* WORK INSTRUCTION *
Each entry needs to be reproduced exactly, with none left out.

* SOURCE DATA *
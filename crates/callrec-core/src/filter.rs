//! Filter request validation and the shared filter specification
//!
//! A [`FilterRequest`] is the raw caller-supplied shape. Validation turns it
//! into an immutable [`FilterSpec`]: the mandatory date range is parsed and
//! checked, the optional fields pass through untouched (empty string means
//! unset). Backend engines translate one spec into their native query form.

use chrono::{Local, LocalResult, NaiveDate, NaiveTime, TimeZone};
use serde::{Deserialize, Serialize};

use crate::error::{FilterError, Result};
use crate::record::Record;

/// Literal separator between the two dates of a range expression.
pub const DATE_RANGE_SEPARATOR: &str = " to ";

/// Calendar date format for range endpoints.
pub const DATE_FORMAT: &str = "%Y-%m-%d";

/// Canonical datetime format used in responses and relational bounds.
pub const DATETIME_FORMAT: &str = "%Y-%m-%d %H:%M:%S";

/// Incoming filter request (wire shape shared by all three backends)
#[derive(Debug, Clone, Serialize, Deserialize)]
#[serde(rename_all = "camelCase")]
pub struct FilterRequest {
    /// Date range in the form "YYYY-MM-DD to YYYY-MM-DD" (required)
    pub date_range: String,

    /// Device phone number (optional, empty means unset)
    #[serde(default)]
    pub phone_number: String,

    /// Device voicemail (optional, empty means unset)
    #[serde(default)]
    pub voice_mail: String,

    /// Record user id (optional, empty means unset)
    #[serde(default)]
    pub user_id: String,

    /// Record cluster name (optional, empty means unset)
    #[serde(default)]
    pub cluster: String,
}

impl FilterRequest {
    /// Build a request from a date range only.
    #[must_use]
    pub fn for_range(date_range: impl Into<String>) -> Self {
        Self {
            date_range: date_range.into(),
            phone_number: String::new(),
            voice_mail: String::new(),
            user_id: String::new(),
            cluster: String::new(),
        }
    }
}

/// The closed set of optional filter fields.
///
/// Each field maps a request value to one typed record accessor; filter
/// names are never resolved to attribute paths at runtime.
#[derive(Debug, Clone, Copy, PartialEq, Eq)]
pub enum FilterField {
    Cluster,
    UserId,
    PhoneNumber,
    VoiceMail,
}

impl FilterField {
    /// All optional fields, in evaluation order.
    pub const ALL: [Self; 4] = [Self::Cluster, Self::UserId, Self::PhoneNumber, Self::VoiceMail];

    /// The request value this field filters on.
    #[must_use]
    pub fn request_value(self, request: &FilterRequest) -> &str {
        match self {
            Self::Cluster => &request.cluster,
            Self::UserId => &request.user_id,
            Self::PhoneNumber => &request.phone_number,
            Self::VoiceMail => &request.voice_mail,
        }
    }

    /// The record attribute this field matches against.
    #[must_use]
    pub fn record_value(self, record: &Record) -> &str {
        match self {
            Self::Cluster => &record.cluster_id,
            Self::UserId => &record.user_id,
            Self::PhoneNumber => &record.devices.phone,
            Self::VoiceMail => &record.devices.voicemail,
        }
    }

    /// Field path used in document-store equality clauses.
    #[must_use]
    pub fn document_path(self) -> &'static str {
        match self {
            Self::Cluster => "clusterId",
            Self::UserId => "userId",
            Self::PhoneNumber => "devices.phone",
            Self::VoiceMail => "devices.voicemail",
        }
    }
}

/// Validated, immutable representation of a filter request.
#[derive(Debug, Clone)]
pub struct FilterSpec {
    request: FilterRequest,
    start: NaiveDate,
    end: NaiveDate,
    start_text: String,
    end_text: String,
}

impl FilterSpec {
    /// Validate a raw request into a spec.
    ///
    /// The date range must split on `" to "` into two parseable
    /// `YYYY-MM-DD` dates that are textually different, with start ≤ end.
    /// Optional fields pass through unvalidated.
    pub fn new(request: FilterRequest) -> Result<Self> {
        let parts: Vec<&str> = request.date_range.split(DATE_RANGE_SEPARATOR).collect();
        if parts.len() < 2 {
            return Err(FilterError::InvalidDateRange(format!(
                "missing '{}' separator",
                DATE_RANGE_SEPARATOR.trim()
            )));
        }

        let start_text = parts[0].trim().to_string();
        let end_text = parts[1].trim().to_string();

        let start = parse_date(&start_text)?;
        let end = parse_date(&end_text)?;

        if start_text == end_text {
            return Err(FilterError::InvalidDateRange(
                "start date and end date must not be the same".to_string(),
            ));
        }
        if start > end {
            return Err(FilterError::InvalidDateRange(
                "start date must be less than or equal to end date".to_string(),
            ));
        }

        Ok(Self {
            request,
            start,
            end,
            start_text,
            end_text,
        })
    }

    /// Start date of the validated range.
    #[must_use]
    pub fn start_date(&self) -> NaiveDate {
        self.start
    }

    /// End date of the validated range.
    #[must_use]
    pub fn end_date(&self) -> NaiveDate {
        self.end
    }

    /// Start endpoint as the raw (trimmed) date text.
    #[must_use]
    pub fn start_text(&self) -> &str {
        &self.start_text
    }

    /// End endpoint as the raw (trimmed) date text.
    #[must_use]
    pub fn end_text(&self) -> &str {
        &self.end_text
    }

    /// Start endpoint as epoch seconds at local midnight.
    #[must_use]
    pub fn start_epoch(&self) -> i64 {
        local_midnight_epoch(self.start)
    }

    /// End endpoint as epoch seconds at local midnight.
    #[must_use]
    pub fn end_epoch(&self) -> i64 {
        local_midnight_epoch(self.end)
    }

    /// Start endpoint in canonical datetime form ("YYYY-MM-DD 00:00:00").
    #[must_use]
    pub fn start_datetime_text(&self) -> String {
        midnight_text(self.start)
    }

    /// End endpoint in canonical datetime form ("YYYY-MM-DD 00:00:00").
    #[must_use]
    pub fn end_datetime_text(&self) -> String {
        midnight_text(self.end)
    }

    /// Value of one optional field, or `None` when unset.
    #[must_use]
    pub fn value(&self, field: FilterField) -> Option<&str> {
        let value = field.request_value(&self.request);
        (!value.is_empty()).then_some(value)
    }

    /// The optional fields that are present, in evaluation order.
    #[must_use]
    pub fn active_fields(&self) -> Vec<(FilterField, &str)> {
        FilterField::ALL
            .iter()
            .filter_map(|&field| self.value(field).map(|value| (field, value)))
            .collect()
    }

    /// Whether any optional field is present.
    #[must_use]
    pub fn has_extra_filters(&self) -> bool {
        FilterField::ALL.iter().any(|&field| self.value(field).is_some())
    }
}

fn parse_date(text: &str) -> Result<NaiveDate> {
    NaiveDate::parse_from_str(text, DATE_FORMAT)
        .map_err(|err| FilterError::InvalidDateRange(format!("'{text}': {err}")))
}

/// Epoch seconds of local midnight for the given date.
///
/// Dates are naive/local throughout; a DST-skipped midnight falls back to
/// the UTC interpretation.
fn local_midnight_epoch(date: NaiveDate) -> i64 {
    let midnight = date.and_time(NaiveTime::MIN);
    match Local.from_local_datetime(&midnight) {
        LocalResult::Single(dt) | LocalResult::Ambiguous(dt, _) => dt.timestamp(),
        LocalResult::None => midnight.and_utc().timestamp(),
    }
}

fn midnight_text(date: NaiveDate) -> String {
    date.and_time(NaiveTime::MIN).format(DATETIME_FORMAT).to_string()
}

* THE COMPLETED TASK *
filename crates/callrec-core/src/filter.rs
//! Filter request validation and the shared filter specification
//!
//! A [`FilterRequest`] is the raw caller-supplied shape. Validation turns it
//! into an immutable [`FilterSpec`]: the mandatory date range is parsed and
//! checked, the optional fields pass through untouched (empty string means
//! unset). Backend engines translate one spec into their native query form.

use chrono::{Local, LocalResult, NaiveDate, NaiveTime, TimeZone};
use serde::{Deserialize, Serialize};

use crate::error::{FilterError, Result};
use crate::record::Record;

/// Literal separator between the two dates of a range expression.
pub const DATE_RANGE_SEPARATOR: &str = " to ";

/// Calendar date format for range endpoints.
pub const DATE_FORMAT: &str = "%Y-%m-%d";

/// Canonical datetime format used in responses and relational bounds.
pub const DATETIME_FORMAT: &str = "%Y-%m-%d %H:%M:%S";

/// Incoming filter request (wire shape shared by all three backends)
#[derive(Debug, Clone, Serialize, Deserialize)]
#[serde(rename_all = "camelCase")]
pub struct FilterRequest {
    /// Date range in the form "YYYY-MM-DD to YYYY-MM-DD" (required)
    pub date_range: String,

    /// Device phone number (optional, empty means unset)
    #[serde(default)]
    pub phone_number: String,

    /// Device voicemail (optional, empty means unset)
    #[serde(default)]
    pub voice_mail: String,

    /// Record user id (optional, empty means unset)
    #[serde(default)]
    pub user_id: String,

    /// Record cluster name (optional, empty means unset)
    #[serde(default)]
    pub cluster: String,
}

impl FilterRequest {
    /// Build a request from a date range only.
    #[must_use]
    pub fn for_range(date_range: impl Into<String>) -> Self {
        Self {
            date_range: date_range.into(),
            phone_number: String::new(),
            voice_mail: String::new(),
            user_id: String::new(),
            cluster: String::new(),
        }
    }
}

/// The closed set of optional filter fields.
///
/// Each field maps a request value to one typed record accessor; filter
/// names are never resolved to attribute paths at runtime.
#[derive(Debug, Clone, Copy, PartialEq, Eq)]
pub enum FilterField {
    Cluster,
    UserId,
    PhoneNumber,
    VoiceMail,
}

impl FilterField {
    /// All optional fields, in evaluation order.
    pub const ALL: [Self; 4] = [Self::Cluster, Self::UserId, Self::PhoneNumber, Self::VoiceMail];

    /// The request value this field filters on.
    #[must_use]
    pub fn request_value(self, request: &FilterRequest) -> &str {
        match self {
            Self::Cluster => &request.cluster,
            Self::UserId => &request.user_id,
            Self::PhoneNumber => &request.phone_number,
            Self::VoiceMail => &request.voice_mail,
        }
    }

    /// The record attribute this field matches against.
    #[must_use]
    pub fn record_value(self, record: &Record) -> &str {
        match self {
            Self::Cluster => &record.cluster_id,
            Self::UserId => &record.user_id,
            Self::PhoneNumber => &record.devices.phone,
            Self::VoiceMail => &record.devices.voicemail,
        }
    }

    /// Field path used in document-store equality clauses.
    #[must_use]
    pub fn document_path(self) -> &'static str {
        match self {
            Self::Cluster => "clusterId",
            Self::UserId => "userId",
            Self::PhoneNumber => "devices.phone",
            Self::VoiceMail => "devices.voicemail",
        }
    }
}

/// Validated, immutable representation of a filter request.
#[derive(Debug, Clone)]
pub struct FilterSpec {
    request: FilterRequest,
    start: NaiveDate,
    end: NaiveDate,
    start_text: String,
    end_text: String,
}

impl FilterSpec {
    /// Validate a raw request into a spec.
    ///
    /// The date range must split on `" to "` into two parseable
    /// `YYYY-MM-DD` dates that are textually different, with start ≤ end.
    /// Optional fields pass through unvalidated.
    pub fn new(request: FilterRequest) -> Result<Self> {
        let parts: Vec<&str> = request.date_range.split(DATE_RANGE_SEPARATOR).collect();
        if parts.len() < 2 {
            return Err(FilterError::InvalidDateRange(format!(
                "missing '{}' separator",
                DATE_RANGE_SEPARATOR.trim()
            )));
        }

        let start_text = parts[0].trim().to_string();
        let end_text = parts[1].trim().to_string();

        let start = parse_date(&start_text)?;
        let end = parse_date(&end_text)?;

        if start_text == end_text {
            return Err(FilterError::InvalidDateRange(
                "start date and end date must not be the same".to_string(),
            ));
        }
        if start > end {
            return Err(FilterError::InvalidDateRange(
                "start date must be less than or equal to end date".to_string(),
            ));
        }

        Ok(Self {
            request,
            start,
            end,
            start_text,
            end_text,
        })
    }

    /// Start date of the validated range.
    #[must_use]
    pub fn start_date(&self) -> NaiveDate {
        self.start
    }

    /// End date of the validated range.
    #[must_use]
    pub fn end_date(&self) -> NaiveDate {
        self.end
    }

    /// Start endpoint as the raw (trimmed) date text.
    #[must_use]
    pub fn start_text(&self) -> &str {
        &self.start_text
    }

    /// End endpoint as the raw (trimmed) date text.
    #[must_use]
    pub fn end_text(&self) -> &str {
        &self.end_text
    }

    /// Start endpoint as epoch seconds at local midnight.
    #[must_use]
    pub fn start_epoch(&self) -> i64 {
        local_midnight_epoch(self.start)
    }

    /// End endpoint as epoch seconds at local midnight.
    #[must_use]
    pub fn end_epoch(&self) -> i64 {
        local_midnight_epoch(self.end)
    }

    /// Start endpoint in canonical datetime form ("YYYY-MM-DD 00:00:00").
    #[must_use]
    pub fn start_datetime_text(&self) -> String {
        midnight_text(self.start)
    }

    /// End endpoint in canonical datetime form ("YYYY-MM-DD 00:00:00").
    #[must_use]
    pub fn end_datetime_text(&self) -> String {
        midnight_text(self.end)
    }

    /// Value of one optional field, or `None` when unset.
    #[must_use]
    pub fn value(&self, field: FilterField) -> Option<&str> {
        let value = field.request_value(&self.request);
        (!value.is_empty()).then_some(value)
    }

    /// The optional fields that are present, in evaluation order.
    #[must_use]
    pub fn active_fields(&self) -> Vec<(FilterField, &str)> {
        FilterField::ALL
            .iter()
            .filter_map(|&field| self.value(field).map(|value| (field, value)))
            .collect()
    }

    /// Whether any optional field is present.
    #[must_use]
    pub fn has_extra_filters(&self) -> bool {
        FilterField::ALL.iter().any(|&field| self.value(field).is_some())
    }
}

fn parse_date(text: &str) -> Result<NaiveDate> {
    NaiveDate::parse_from_str(text, DATE_FORMAT)
        .map_err(|err| FilterError::InvalidDateRange(format!("'{text}': {err}")))
}

/// Epoch seconds of local midnight for the given date.
///
/// Dates are naive/local throughout; a DST-skipped midnight falls back to
/// the UTC interpretation.
fn local_midnight_epoch(date: NaiveDate) -> i64 {
    let midnight = date.and_time(NaiveTime::MIN);
    match Local.from_local_datetime(&midnight) {
        LocalResult::Single(dt) | LocalResult::Ambiguous(dt, _) => dt.timestamp(),
        LocalResult::None => midnight.and_utc().timestamp(),
    }
}

fn midnight_text(date: NaiveDate) -> String {
    date.and_time(NaiveTime::MIN).format(DATETIME_FORMAT).to_string()
}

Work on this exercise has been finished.